## RECORDS
────────────────

use tally_core::{Completion, ExpenseScope};
use tally_domain::{Amounted, Expense, ExpenseDraft, YearMonth};

use crate::cli::core::{
    parse_amount, parse_date, parse_id, split_flags, CommandError, CommandResult,
};
use crate::cli::io;
use crate::cli::registry::CommandEntry;
use crate::cli::shell_context::ShellContext;
use crate::cli::table::{Column, Table};

const ADD_USAGE: &str = "expense-add <category-id> <amount> <YYYY-MM-DD> <description...>";
const EDIT_USAGE: &str =
    "expense-edit <id> <category-id> <amount> <YYYY-MM-DD> <description...>";

pub(crate) fn definitions() -> Vec<CommandEntry> {
    vec![
        CommandEntry::new(
            "expenses",
            "List expenses, optionally for one month",
            "expenses [YYYY-MM]",
            cmd_expenses,
        ),
        CommandEntry::new("expense-add", "Record an expense", ADD_USAGE, cmd_expense_add),
        CommandEntry::new(
            "expense-edit",
            "Change an expense or move it to another category",
            EDIT_USAGE,
            cmd_expense_edit,
        ),
        CommandEntry::new(
            "expense-delete",
            "Delete an expense",
            "expense-delete <id> [--yes]",
            cmd_expense_delete,
        ),
    ]
}

fn cmd_expenses(context: &mut ShellContext, args: &[&str]) -> CommandResult {
    let scope = match args.first() {
        Some(raw) => ExpenseScope::Month(raw.parse::<YearMonth>().map_err(|err| {
            CommandError::InvalidArguments(format!("{err} (use YYYY-MM)"))
        })?),
        None => ExpenseScope::All,
    };
    let store = context.expense_store(scope)?;
    context.block_on(store.refresh())?;

    let mut expenses = store.items();
    if expenses.is_empty() {
        match scope {
            ExpenseScope::Month(period) => {
                io::print_info(format!("No expenses recorded for {period}."))
            }
            ExpenseScope::All => io::print_info("No expenses recorded yet."),
        }
        return Ok(());
    }
    expenses.sort_by(|a, b| {
        b.expense_date
            .cmp(&a.expense_date)
            .then_with(|| b.id.cmp(&a.id))
    });

    let mut table = Table::new(vec![
        Column::right("ID"),
        Column::left("Date"),
        Column::left("Description").max_width(40),
        Column::left("Category").max_width(24),
        Column::right("Cat ID"),
        Column::right("Amount"),
    ]);
    for expense in &expenses {
        table.push(vec![
            expense.id.to_string(),
            expense.expense_date.format("%Y-%m-%d").to_string(),
            expense.description.clone(),
            expense.category_name().unwrap_or("-").to_string(),
            expense
                .category_id()
                .map(|id| id.to_string())
                .unwrap_or_else(|| "-".into()),
            context.money(expense.amount),
        ]);
    }
    io::print_info(table.render());
    let total: f64 = expenses.iter().map(Amounted::amount).sum();
    io::print_info(format!(
        "{} expense(s), total {}",
        expenses.len(),
        context.money(total)
    ));
    Ok(())
}

/// Parses `<category-id> <amount> <date> <description...>`.
fn parse_draft(args: &[&str], usage: &str) -> Result<ExpenseDraft, CommandError> {
    let [category_id, amount, date, description @ ..] = args else {
        return Err(CommandError::InvalidArguments(format!("usage: {usage}")));
    };
    if description.is_empty() {
        return Err(CommandError::InvalidArguments(format!("usage: {usage}")));
    }
    Ok(ExpenseDraft::new(
        parse_id(category_id, "category")?,
        description.join(" "),
        parse_amount(amount)?,
        parse_date(date)?,
    ))
}

fn cmd_expense_add(context: &mut ShellContext, args: &[&str]) -> CommandResult {
    let draft = parse_draft(args, ADD_USAGE)?;
    let store = context.expense_store(ExpenseScope::All)?;
    let completion = context.block_on(store.create(&draft))?;
    report_saved(context, &completion, "recorded");
    Ok(())
}

fn cmd_expense_edit(context: &mut ShellContext, args: &[&str]) -> CommandResult {
    let Some((id, rest)) = args.split_first() else {
        return Err(CommandError::InvalidArguments(format!("usage: {EDIT_USAGE}")));
    };
    let id = parse_id(id, "expense")?;
    let draft = parse_draft(rest, EDIT_USAGE)?;
    let store = context.expense_store(ExpenseScope::All)?;
    let completion = context.block_on(store.update(id, &draft))?;
    report_saved(context, &completion, "updated");
    Ok(())
}

fn cmd_expense_delete(context: &mut ShellContext, args: &[&str]) -> CommandResult {
    let (positional, flags) = split_flags(args)?;
    let [id] = positional.as_slice() else {
        return Err(CommandError::InvalidArguments(
            "usage: expense-delete <id> [--yes]".into(),
        ));
    };
    let id = parse_id(id, "expense")?;

    let confirmation = context.confirm_delete(&format!("expense #{id}"), flags.yes)?;
    let store = context.expense_store(ExpenseScope::All)?;
    let completion = context.block_on(store.remove(id, confirmation))?;
    io::print_success(format!("Expense #{} deleted.", completion.value));
    if !completion.resynced {
        io::print_warning("Saved, but the expense list could not be refreshed.");
    }
    Ok(())
}

fn report_saved(context: &ShellContext, completion: &Completion<Expense>, verb: &str) {
    let expense = &completion.value;
    io::print_success(format!(
        "Expense #{} {verb}: {} on {} ({}) in {}.",
        expense.id,
        context.money(expense.amount),
        expense.expense_date,
        expense.description,
        expense.category_name().unwrap_or("no category"),
    ));
    if !completion.resynced {
        io::print_warning("Saved, but the expense list could not be refreshed.");
    }
}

────────────────

## WORK ORDER
The whole listing should be transcribed word for word.

## ANSWER SPACE
use tally_core::{Completion, ExpenseScope};
use tally_domain::{Amounted, Expense, ExpenseDraft, YearMonth};

use crate::cli::core::{
    parse_amount, parse_date, parse_id, split_flags, CommandError, CommandResult,
};
use crate::cli::io;
use crate::cli::registry::CommandEntry;
use crate::cli::shell_context::ShellContext;
use crate::cli::table::{Column, Table};

const ADD_USAGE: &str = "expense-add <category-id> <amount> <YYYY-MM-DD> <description...>";
const EDIT_USAGE: &str =
    "expense-edit <id> <category-id> <amount> <YYYY-MM-DD> <description...>";

pub(crate) fn definitions() -> Vec<CommandEntry> {
    vec![
        CommandEntry::new(
            "expenses",
            "List expenses, optionally for one month",
            "expenses [YYYY-MM]",
            cmd_expenses,
        ),
        CommandEntry::new("expense-add", "Record an expense", ADD_USAGE, cmd_expense_add),
        CommandEntry::new(
            "expense-edit",
            "Change an expense or move it to another category",
            EDIT_USAGE,
            cmd_expense_edit,
        ),
        CommandEntry::new(
            "expense-delete",
            "Delete an expense",
            "expense-delete <id> [--yes]",
            cmd_expense_delete,
        ),
    ]
}

fn cmd_expenses(context: &mut ShellContext, args: &[&str]) -> CommandResult {
    let scope = match args.first() {
        Some(raw) => ExpenseScope::Month(raw.parse::<YearMonth>().map_err(|err| {
            CommandError::InvalidArguments(format!("{err} (use YYYY-MM)"))
        })?),
        None => ExpenseScope::All,
    };
    let store = context.expense_store(scope)?;
    context.block_on(store.refresh())?;

    let mut expenses = store.items();
    if expenses.is_empty() {
        match scope {
            ExpenseScope::Month(period) => {
                io::print_info(format!("No expenses recorded for {period}."))
            }
            ExpenseScope::All => io::print_info("No expenses recorded yet."),
        }
        return Ok(());
    }
    expenses.sort_by(|a, b| {
        b.expense_date
            .cmp(&a.expense_date)
            .then_with(|| b.id.cmp(&a.id))
    });

    let mut table = Table::new(vec![
        Column::right("ID"),
        Column::left("Date"),
        Column::left("Description").max_width(40),
        Column::left("Category").max_width(24),
        Column::right("Cat ID"),
        Column::right("Amount"),
    ]);
    for expense in &expenses {
        table.push(vec![
            expense.id.to_string(),
            expense.expense_date.format("%Y-%m-%d").to_string(),
            expense.description.clone(),
            expense.category_name().unwrap_or("-").to_string(),
            expense
                .category_id()
                .map(|id| id.to_string())
                .unwrap_or_else(|| "-".into()),
            context.money(expense.amount),
        ]);
    }
    io::print_info(table.render());
    let total: f64 = expenses.iter().map(Amounted::amount).sum();
    io::print_info(format!(
        "{} expense(s), total {}",
        expenses.len(),
        context.money(total)
    ));
    Ok(())
}

/// Parses `<category-id> <amount> <date> <description...>`.
fn parse_draft(args: &[&str], usage: &str) -> Result<ExpenseDraft, CommandError> {
    let [category_id, amount, date, description @ ..] = args else {
        return Err(CommandError::InvalidArguments(format!("usage: {usage}")));
    };
    if description.is_empty() {
        return Err(CommandError::InvalidArguments(format!("usage: {usage}")));
    }
    Ok(ExpenseDraft::new(
        parse_id(category_id, "category")?,
        description.join(" "),
        parse_amount(amount)?,
        parse_date(date)?,
    ))
}

fn cmd_expense_add(context: &mut ShellContext, args: &[&str]) -> CommandResult {
    let draft = parse_draft(args, ADD_USAGE)?;
    let store = context.expense_store(ExpenseScope::All)?;
    let completion = context.block_on(store.create(&draft))?;
    report_saved(context, &completion, "recorded");
    Ok(())
}

fn cmd_expense_edit(context: &mut ShellContext, args: &[&str]) -> CommandResult {
    let Some((id, rest)) = args.split_first() else {
        return Err(CommandError::InvalidArguments(format!("usage: {EDIT_USAGE}")));
    };
    let id = parse_id(id, "expense")?;
    let draft = parse_draft(rest, EDIT_USAGE)?;
    let store = context.expense_store(ExpenseScope::All)?;
    let completion = context.block_on(store.update(id, &draft))?;
    report_saved(context, &completion, "updated");
    Ok(())
}

fn cmd_expense_delete(context: &mut ShellContext, args: &[&str]) -> CommandResult {
    let (positional, flags) = split_flags(args)?;
    let [id] = positional.as_slice() else {
        return Err(CommandError::InvalidArguments(
            "usage: expense-delete <id> [--yes]".into(),
        ));
    };
    let id = parse_id(id, "expense")?;

    let confirmation = context.confirm_delete(&format!("expense #{id}"), flags.yes)?;
    let store = context.expense_store(ExpenseScope::All)?;
    let completion = context.block_on(store.remove(id, confirmation))?;
    io::print_success(format!("Expense #{} deleted.", completion.value));
    if !completion.resynced {
        io::print_warning("Saved, but the expense list could not be refreshed.");
    }
    Ok(())
}

fn report_saved(context: &ShellContext, completion: &Completion<Expense>, verb: &str) {
    let expense = &completion.value;
    io::print_success(format!(
        "Expense #{} {verb}: {} on {} ({}) in {}.",
        expense.id,
        context.money(expense.amount),
        expense.expense_date,
        expense.description,
        expense.category_name().unwrap_or("no category"),
    ));
    if !completion.resynced {
        io::print_warning("Saved, but the expense list could not be refreshed.");
    }
}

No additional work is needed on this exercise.